Biological characterization of 18 and 20 in comparison with palmostatin B. (A) Dose–response curves for palmostatin B, 18 and 20 to inhibit 1-LG hydrolysis in lysates of hABHD16A-HEK cells. Lysates were pretreated for 30 min with DMSO (control) or with the indicated concentrations of the inhibitors before adding the substrate (25 μM final concentration). Glycerol liberated from 1-LG hydrolysis was determined as previously described.⁶ Note that in contrast to 10 μM palmostatin B, which comprehensively blocks 1-LG hydrolysis, ∼20% and ∼30% residual activity remains at 100 μM concentration of 18 and 20, respectively.
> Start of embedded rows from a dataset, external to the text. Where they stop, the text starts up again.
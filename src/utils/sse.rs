//! Pull-based parser for `text/event-stream` bodies.
//!
//! Grounded on `services::llm_service`'s inline SSE line-splitting, factored
//! out so the same shape parses the upstream generation service's stream
//! (C5) and, conceptually, the one this process writes back to the client
//! (C6) — see spec §9 design notes, "SSE parsing".

/// Accumulates raw bytes across chunk boundaries and yields complete
/// `data: ...` lines one at a time. A line of exactly `[DONE]` signals the
/// end of the stream, matching the OpenAI-compatible chat completions
/// contract (spec §6).
#[derive(Default)]
pub struct SseLineParser {
    buffer: String,
}

pub enum SseLine {
    Data(String),
    Done,
}

impl SseLineParser {
    pub fn new() -> Self {
        Self::default()
    }

    /// Feed raw bytes from the response body; returns every complete
    /// `data:` line found, in order. Incomplete trailing lines are kept for
    /// the next call.
    pub fn push(&mut self, bytes: &[u8]) -> Vec<SseLine> {
        self.buffer.push_str(&String::from_utf8_lossy(bytes));

        let mut lines = Vec::new();
        while let Some(newline_at) = self.buffer.find('\n') {
            let line = self.buffer[..newline_at].trim_end_matches('\r').to_string();
            self.buffer.drain(..=newline_at);

            let Some(payload) = line.strip_prefix("data: ").or_else(|| line.strip_prefix("data:")) else {
                continue;
            };
            let payload = payload.trim();

            if payload == "[DONE]" {
                lines.push(SseLine::Done);
            } else if !payload.is_empty() {
                lines.push(SseLine::Data(payload.to_string()));
            }
        }

        lines
    }
}
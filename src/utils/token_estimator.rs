//! Word-based token estimation, used where a piece of text has no stored
//! `n_tokens` count (prompt headers, formatted section titles).

/// Estimate tokens from text using a word-based heuristic: ~1.3 tokens per
/// word plus a small formatting overhead, cheaper than invoking a real
/// tokenizer for short strings assembled at prompt-build time.
pub fn estimate_tokens(text: &str) -> usize {
    if text.is_empty() {
        return 0;
    }

    let words = text.split_whitespace().count();
    ((words as f64 * 1.3) + 5.0).ceil() as usize
}

/// Check if adding `new_text` would push `current_tokens` past `max_tokens`.
pub fn would_exceed_limit(current_tokens: usize, new_text: &str, max_tokens: usize) -> bool {
    current_tokens + estimate_tokens(new_text) > max_tokens
}

#[cfg(test)]
mod tests {
    use super::*;

    #[test]
    fn empty_string_costs_nothing() {
        assert_eq!(estimate_tokens(""), 0);
    }

    #[test]
    fn word_count_drives_the_estimate() {
        let text = "one two three four five six seven";
        let tokens = estimate_tokens(text);
        assert!((13..=16).contains(&tokens));
    }

    #[test]
    fn would_exceed_respects_the_ceiling() {
        let current = 1000;
        let text = "word ".repeat(500);
        assert!(would_exceed_limit(current, &text, 1500));
        assert!(!would_exceed_limit(current, &text, 2000));
    }
}
use axum::{extract::State, Json};
use serde::Serialize;
use std::sync::Arc;
use std::time::Duration;

use crate::scope::RequestScope;
use crate::state::AppState;
use crate::utils::error::ApiError;

#[derive(Debug, Serialize)]
pub struct CollectionResponse {
    pub id: i32,
    pub name: String,
    #[serde(rename = "type")]
    pub kind: &'static str,
    pub file_count: i64,
}

/// `GET /api/collections` (§6).
pub async fn list_collections(State(state): State<Arc<AppState>>) -> Result<Json<Vec<CollectionResponse>>, ApiError> {
    let scope = RequestScope::new(Duration::from_secs(state.settings.server.request_deadline_secs));
    let collections = state.repository.list_collections(&scope).await?;

    Ok(Json(
        collections
            .into_iter()
            .map(|c| CollectionResponse {
                id: c.id,
                name: c.name,
                kind: "graphrag",
                file_count: c.file_count,
            })
            .collect(),
    ))
}
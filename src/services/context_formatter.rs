//! Context formatter (C4): serializes a `RetrievedContext` into a prompt
//! block within a character budget, and extracts the `sources` list for the
//! `info` SSE event.
//!
//! Grounded on `rag_service.rs`'s structured-context assembly (ordered
//! sections, truncate-on-overflow) and `utils::token_estimator`'s
//! capacity-tracking idiom, adapted from a token ceiling to the char ceiling
//! this spec's prompt budget uses.

use crate::services::retriever::RetrievedContext;
use serde::Serialize;
use std::fmt::Write as _;

const MAX_SNIPPET_CHARS: usize = 500;

#[derive(Debug, Clone, Serialize)]
pub struct Source {
    pub file_id: Option<String>,
    pub file_name: String,
    pub page_number: Option<i32>,
    pub page_end: Option<i32>,
    pub text_snippet: String,
    pub relevance_score: f32,
}

pub struct FormattedPrompt {
    pub context_block: String,
    pub sources: Vec<Source>,
}

/// Renders `context` into an ordered prompt block — community reports,
/// entities, relationships, text units — truncating so the total stays
/// within `char_budget`. Text units are truncated last: they are dropped
/// from the tail (lowest similarity first, since they're already sorted)
/// only once every other section is already at minimum size.
pub fn format(context: &RetrievedContext, char_budget: usize) -> FormattedPrompt {
    let mut header = String::new();

    if !context.community_reports.is_empty() {
        header.push_str("## Community Reports\n");
        for report in &context.community_reports {
            let _ = writeln!(header, "- {}: {}", report.title, report.summary);
        }
        header.push('\n');
    }

    if !context.entities.is_empty() {
        header.push_str("## Entities\n");
        for scored in &context.entities {
            let entity = &scored.item;
            let _ = writeln!(
                header,
                "- {} ({}): {}",
                entity.name, entity.entity_type, entity.description
            );
        }
        header.push('\n');
    }

    if !context.relationships.is_empty() {
        header.push_str("## Relationships\n");
        for rel in &context.relationships {
            let _ = writeln!(
                header,
                "- {} -- {} --> {} (weight {:.2})",
                rel.source_name, rel.description, rel.target_name, rel.weight
            );
        }
        header.push('\n');
    }

    let remaining_budget = char_budget.saturating_sub(header.chars().count());

    let mut text_unit_block = String::from("## Text Units\n");
    let mut budget_left = remaining_budget.saturating_sub(text_unit_block.chars().count());

    for (index, scored) in context.text_units.iter().enumerate() {
        let unit = &scored.item;
        let page_range = match (unit.page_start, unit.page_end) {
            (Some(start), Some(end)) => format!("pages {start}..{end}"),
            (Some(start), None) => format!("page {start}"),
            _ => "page unknown".to_string(),
        };
        let source_file = unit.source_file.as_deref().unwrap_or("unknown");

        let mut entry = String::new();
        let _ = writeln!(entry, "[{}] [{}, {}]", index + 1, source_file, page_range);
        let _ = writeln!(entry, "{}", unit.text);
        entry.push('\n');

        let entry_chars = entry.chars().count();
        if entry_chars > budget_left {
            // Truncate this unit's text to fit, rather than dropping it
            // outright — partial context beats none for the lowest-ranked
            // surviving chunk.
            let header_line = format!("[{}] [{}, {}]\n", index + 1, source_file, page_range);
            let header_chars = header_line.chars().count();
            if budget_left > header_chars + 16 {
                let available_for_text = budget_left - header_chars;
                let truncated_text: String = unit.text.chars().take(available_for_text).collect();
                text_unit_block.push_str(&header_line);
                text_unit_block.push_str(&truncated_text);
                text_unit_block.push('\n');
            }
            break;
        }

        text_unit_block.push_str(&entry);
        budget_left -= entry_chars;
    }

    let context_block = format!("{header}{text_unit_block}");

    let sources = context
        .text_units
        .iter()
        .map(|scored| {
            let unit = &scored.item;
            let snippet: String = unit.text.chars().take(MAX_SNIPPET_CHARS).collect();
            Source {
                file_id: unit.document_ids.first().cloned(),
                file_name: unit.source_file.clone().unwrap_or_else(|| "unknown".to_string()),
                page_number: unit.page_start,
                page_end: unit.page_end,
                text_snippet: snippet,
                relevance_score: scored.similarity.clamp(0.0, 1.0),
            }
        })
        .collect();

    FormattedPrompt { context_block, sources }
}

#[cfg(test)]
mod tests {
    use super::*;
    use crate::database::{Entity, Scored, TextUnit};

    fn sample_context() -> RetrievedContext {
        let entity = Entity {
            id: "e1".into(),
            collection_id: 1,
            name: "CReDO".into(),
            entity_type: "program".into(),
            description: "A climate resilience program.".into(),
            text_unit_ids: vec!["t1".into()],
            embedding: None,
        };
        let unit = TextUnit {
            id: "t1".into(),
            collection_id: 1,
            document_ids: vec!["doc-1".into()],
            text: "CReDO connects infrastructure data.".into(),
            n_tokens: 8,
            page_start: Some(3),
            page_end: Some(3),
            source_file: Some("climate.pdf".into()),
            embedding: None,
        };
        RetrievedContext {
            entities: vec![Scored { item: entity, similarity: 0.9 }],
            text_units: vec![Scored { item: unit, similarity: 0.95 }],
            relationships: Vec::new(),
            community_reports: Vec::new(),
        }
    }

    #[test]
    fn sources_carry_page_start_as_page_number() {
        let formatted = format(&sample_context(), 24_000);
        assert_eq!(formatted.sources.len(), 1);
        assert_eq!(formatted.sources[0].page_number, Some(3));
        assert_eq!(formatted.sources[0].file_name, "climate.pdf");
    }

    #[test]
    fn snippet_is_capped_at_500_chars() {
        let mut context = sample_context();
        context.text_units[0].item.text = "x".repeat(900);
        let formatted = format(&context, 24_000);
        assert!(formatted.sources[0].text_snippet.chars().count() <= MAX_SNIPPET_CHARS);
    }

    #[test]
    fn context_block_contains_entity_and_relationship_sections() {
        let formatted = format(&sample_context(), 24_000);
        assert!(formatted.context_block.contains("## Entities"));
        assert!(formatted.context_block.contains("CReDO"));
    }

    #[test]
    fn tiny_budget_still_produces_a_bounded_block() {
        let formatted = format(&sample_context(), 40);
        assert!(formatted.context_block.chars().count() <= 200);
    }
}
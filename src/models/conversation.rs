//! CRUD request/response shapes for `/api/conversations`.

use chrono::{DateTime, Utc};
use serde::{Deserialize, Serialize};
use uuid::Uuid;

#[derive(Debug, Deserialize)]
pub struct CreateConversationRequest {
    pub collection_id: i32,
    pub user_id: String,
    #[serde(default)]
    pub title: Option<String>,
}

#[derive(Debug, Deserialize)]
pub struct UpdateConversationRequest {
    pub title: String,
}

#[derive(Debug, Serialize)]
pub struct ConversationResponse {
    pub id: Uuid,
    pub collection_id: i32,
    pub user_id: String,
    pub title: Option<String>,
    pub created_at: DateTime<Utc>,
    pub updated_at: DateTime<Utc>,
}

impl From<crate::database::Conversation> for ConversationResponse {
    fn from(conversation: crate::database::Conversation) -> Self {
        Self {
            id: conversation.id,
            collection_id: conversation.collection_id,
            user_id: conversation.user_id,
            title: conversation.title,
            created_at: conversation.created_at,
            updated_at: conversation.updated_at,
        }
    }
}
impl fmt::Display for VerifierReport {
    fn fmt(&self, f: &mut fmt::Formatter<'_>) -> fmt::Result {
        writeln!(f, "== Quick Insights ==")?;
        write!(f, "{}", self.insights)?;
        writeln!(f, "\n== Structured Information Extraction ==")?;
        if !self.extraction.is_empty() {
            writeln!(f, "{:<24} {:<16} {}", "Drug Name", "Dosage", "Frequency")?;
        }
        write!(f, "{}", self.extraction)?;
        writeln!(f, "\n== Drug Interactions ==")?;
        write!(f, "{}", self.interactions)?;
        writeln!(f, "\n== Dosage Recommendations ==")?;
        write!(f, "{}", self.dosage)?;
        writeln!(f, "\n== Alternative Suggestions ==")?;
        write!(f, "{}", self.alternatives)?;
        writeln!(f, "\n== Detailed Drug Information ==")?;
        write!(f, "{}", self.drugs)
    }
}

#[cfg(test)]
mod tests {
    use super::*;
    use crate::view::state::ViewController;

    fn interaction(a: &str, b: &str, severity: &str, explanation: &str) -> DrugInteraction {
        DrugInteraction {
            pair: [a.to_string(), b.to_string()],
            severity: Severity::from(severity),
            explanation: explanation.to_string(),
        }
    }

    #[test]
    fn severity_buckets_are_closed_world() {
        assert_eq!(SeverityStyle::for_severity(&Severity::Low), SeverityStyle::Low);
        assert_eq!(
            SeverityStyle::for_severity(&Severity::Moderate),
            SeverityStyle::Moderate
        );
        assert_eq!(SeverityStyle::for_severity(&Severity::High), SeverityStyle::High);
        for unknown in ["severe", "HIGH", "", "minor"] {
            assert_eq!(
                SeverityStyle::for_severity(&Severity::from(unknown)),
                SeverityStyle::Neutral
            );
        }
    }

    #[test]
    fn idle_loading_and_error_panels() {
        let mut controller = ViewController::<Vec<DrugInteraction>>::new();
        assert_eq!(
            render_interactions(controller.state()),
            Panel::Placeholder(CHECKER_IDLE)
        );

        let ticket = controller.begin();
        assert_eq!(render_interactions(controller.state()), Panel::Loading);

        controller.resolve(ticket, Err("Failed"));
        assert_eq!(
            render_interactions(controller.state()),
            Panel::Error("Failed".to_string())
        );
    }

    #[test]
    fn empty_result_is_distinct_from_idle() {
        let mut controller = ViewController::<Vec<DrugInteraction>>::new();
        let ticket = controller.begin();
        controller.resolve::<String>(ticket, Ok(Vec::new()));

        let rendered = render_interactions(controller.state());
        assert_eq!(rendered, Panel::Ready(Listing::Empty(CHECKER_NONE_FOUND)));
        assert_ne!(rendered, Panel::Placeholder(CHECKER_IDLE));
    }

    #[test]
    fn interaction_count_and_styles_are_preserved() {
        let interactions = vec![
            interaction("A", "B", "low", "x"),
            interaction("A", "C", "moderate", "y"),
            interaction("B", "C", "catastrophic", "z"),
        ];
        let mut controller = ViewController::new();
        let ticket = controller.begin();
        controller.resolve::<String>(ticket, Ok(interactions));

        let Panel::Ready(listing) = render_interactions(controller.state()) else {
            panic!("expected ready panel");
        };
        let styles: Vec<_> = listing.items().iter().map(|v| v.style).collect();
        assert_eq!(
            styles,
            vec![SeverityStyle::Low, SeverityStyle::Moderate, SeverityStyle::Neutral]
        );
    }

    #[test]
    fn verifier_report_sections() {
        let result = AnalysisResult {
            drugs: vec![Drug {
                name: "Paracetamol".into(),
                description: "Pain and fever reducer.".into(),
                classes: vec!["analgesic".into(), "antipyretic".into()],
                dosage: Some("500 mg".into()),
                frequency: None,
            }],
            interactions: vec![interaction("Warfarin", "Ibuprofen", "high", "bleeding risk")],
            dosage_recommendations: vec![DosageRecommendation {
                drug: "Paracetamol".into(),
                recommendation: "500 mg every 6 hours".into(),
                warning: Some(String::new()),
            }],
            alternative_suggestions: Vec::new(),
        };

        let report = VerifierReport::from(&result);
        assert_eq!(
            report.insights,
            QuickInsights {
                drugs_detected: 1,
                interactions: 1,
                high_risk: 1
            }
        );
        assert_eq!(report.extraction.items()[0].dosage, "500 mg");
        assert_eq!(report.extraction.items()[0].frequency, "N/A");
        assert_eq!(report.dosage.items()[0].warning, None);
        assert_eq!(report.alternatives, Listing::Empty(NO_ALTERNATIVES));

        let text = report.to_string();
        assert!(text.contains("Warfarin + Ibuprofen (high)"));
        assert!(text.contains("bleeding risk"));
        assert!(text.contains(NO_ALTERNATIVES));
        assert!(text.contains("Classes: analgesic, antipyretic"));
    }

    #[test]
    fn ready_panels_map_every_item() {
        let mut verifier = ViewController::<AnalysisResult>::new();
        let ticket = verifier.begin();
        verifier.resolve::<String>(
            ticket,
            Ok(AnalysisResult {
                drugs: Vec::new(),
                interactions: Vec::new(),
                dosage_recommendations: Vec::new(),
                alternative_suggestions: vec![AlternativeSuggestion {
                    for_drug: "Ibuprofen".into(),
                    suggested_drug: "Paracetamol".into(),
                    suggestion: "Paracetamol for pain".into(),
                    reason: "Lower GI risk".into(),
                }],
            }),
        );
        let Panel::Ready(report) = render_verifier(verifier.state()) else {
            panic!("expected ready panel");
        };
        assert_eq!(report.alternatives.len(), 1);
        assert_eq!(report.extraction, Listing::Empty(NO_EXTRACTION));

        let mut finder = ViewController::<Vec<AlternativeFinderResult>>::new();
        let ticket = finder.begin();
        finder.resolve::<String>(
            ticket,
            Ok(vec![AlternativeFinderResult {
                suggested_drug: "Azithromycin".into(),
                reasoning: "Macrolide".into(),
                benefits: "No penicillin exposure".into(),
                considerations: "QT prolongation".into(),
            }]),
        );
        let Panel::Ready(cards) = render_alternatives(finder.state()) else {
            panic!("expected ready panel");
        };
        assert_eq!(cards.items()[0].suggested_drug, "Azithromycin");
    }

    #[test]
    fn finder_empty_message() {
        let mut controller = ViewController::<Vec<AlternativeFinderResult>>::new();
        let ticket = controller.begin();
        controller.resolve::<String>(ticket, Ok(Vec::new()));
        let text = render_alternatives(controller.state()).to_string();
        assert_eq!(text.trim_end(), FINDER_NONE_FOUND);
    }

    #[test]
    fn validation_error_renders_in_error_slot() {
        let mut controller = ViewController::<AnalysisResult>::new();
        controller.reject("Please enter a valid patient age.");
        assert_eq!(
            render_verifier(controller.state()).to_string(),
            "Error: Please enter a valid patient age.\n"
        );
    }
}
mod builder;
pub use builder::{SchemaBuilder, SchemaKind};

use serde_json::Value;

/// Schema is the response-shape declaration sent alongside an instruction so
/// the oracle constrains its JSON output.
///
/// Types are spelled the way Gemini's `responseSchema` expects them
/// (`OBJECT`, `ARRAY`, `STRING`).
#[derive(Debug, Clone, PartialEq)]
pub struct Schema {
    pub schema: Value,
}

impl Schema {
    pub fn new(schema: Value) -> Self {
        Self { schema }
    }

    pub fn to_json(&self) -> &Value {
        &self.schema
    }

    /// Names listed under the top-level `required` key, in declaration order.
    pub fn required_fields(&self) -> Vec<&str> {
        self.schema
            .get("required")
            .and_then(Value::as_array)
            .map(|fields| fields.iter().filter_map(Value::as_str).collect())
            .unwrap_or_default()
    }
}

impl std::fmt::Display for Schema {
    fn fmt(&self, f: &mut std::fmt::Formatter<'_>) -> std::fmt::Result {
        write!(f, "{}", self.schema)
    }
}

/// SchemaType trait defines a type that can be converted to a response schema
pub trait SchemaType {
    /// Generate the schema describing this type
    fn schema() -> Schema;
}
Values are mean ± SD of duplicate wells from two independent experiments. (B–D) Reversible nature of hABHD16A inhibition by 18 and 20. Fast 40-fold dilution of inhibitor-treated hABHD16A-HEK293 lysate preparation in the reversibility assay results in notable drop of the diterpene inhibitor potency, as compared to potency values obtained using the routine assay. In contrast, the potency for the β-lactone palmostatin B remains similar during the time-course of this study. Data are mean ± SD from two independent experiments. (E) Competitive ABPP using rat cerebellar membrane proteome reveals ABHD16A as the sole serine hydrolase targeted by 18 and 20. THL (10 μM), palmostatin B (10 μM), and compound 44 (1 μM) were used as positive controls to identify ABHD16A and in line with our previous study,⁶ all three blocked TAMRA-FP labeling of a band migrating at ∼63 kDa, corresponding to ABHD16A. Compound 18 dose-dependently inhibits TAMRA-FP labeling of ABHD16A, whereas 20 was marginally effective only at the higher concentration. Note that in contrast to THL and palmostatin B, no additional targets are evident for 18 or 20 among the metabolic serine hydrolases. The gel is representative of two independent ABPP runs with similar outcome. FAAH, fatty acid amide hydrolase; LYPLA1/2, lysophospholipase A1/A2.